Le sommet du G7, qui commence aujourd’hui, devrait couvrir des sujets tels que la distribution de vaccins et la lutte contre le changement climatique.

L’arrivée de M. Biden a suscité une certaine appréhension, en raison de ses commentaires francs sur le Brexit et l’Irlande du Nord.

Le président, qui est d’origine irlandaise, a insisté sur le fait que l’accord du Vendredi saint ne doit pas être affecté et a poussé le Royaume-Uni à résoudre le problème des contrôles aux frontières avec l’UE.

Il a exprimé sa « profonde inquiétude » face à la situation.

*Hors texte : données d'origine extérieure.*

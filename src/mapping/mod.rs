#![forbid(unsafe_code)]

//! Bidirectional type-directed marshalling.
//!
//! Three dispatch tables, all dense arrays indexed by class id and grown on
//! demand: value-to-wire handlers, wire-to-value handlers keyed by target
//! type, and row-assembly handlers keyed by target container. Classes
//! without a handler fall back to their enabled interpretation chain, with
//! recursion bounded by [`MAX_INTERPRETATION_DEPTH`].

mod deserializer;
mod result;
mod serializer;

pub use deserializer::{Deserializer, DeserializeFn};
pub use result::{ReadOneRowFn, ReadRowsFn, ResultData, ResultMapper};
pub use serializer::{SerializeFn, Serializer};

/// Bound on interpretation-chain recursion; exceeding it is an error
/// rather than unbounded recursion over a cyclic chain.
pub const MAX_INTERPRETATION_DEPTH: usize = 32;
#![forbid(unsafe_code)]

//! Query template parsing and placeholder substitution.
//!
//! A template is scanned once, left to right, in three mutually exclusive
//! lexical modes: `:identifier` variables, `'...'` quote-enclosed literals,
//! and `$tag$...$tag$` dollar-enclosed literals. Literal regions are never
//! scanned for variables.

mod parser;
mod template;

pub use parser::parse_template;
pub use template::{StringTemplate, Variable};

Cependant, M. Johnson a affirmé que M. Biden ne l’avait pas réprimandé au sujet de l’Irlande du Nord lors de leurs entretiens bilatéraux hier.

Selon M. Fitzwilliams, la reine peut s’avérer vitale pour aplanir de telles tensions, comme elle l’a fait dans le passé.

Il a déclaré à Express.co.uk : « Le président, d’origine irlandaise catholique, joue avec sa circonscription comme le ferait n’importe quel politicien.

« L’accord du Vendredi saint est sacro-saint pour lui et son point de vue sur le Brexit et la manière dont il affecte les questions liées à l’Irlande du Nord diffèrent de ceux du Premier ministre Boris Johnson.

«Il gardera à l’esprit que la visite d’État la plus réussie du règne de la reine a été sa visite en Irlande en 2011, qui a conduit à une visite réciproque du président irlandais et également à une réunion avec le vice-premier ministre d’Irlande du Nord et ancien commandant de l’IRA. Martin McGuinness.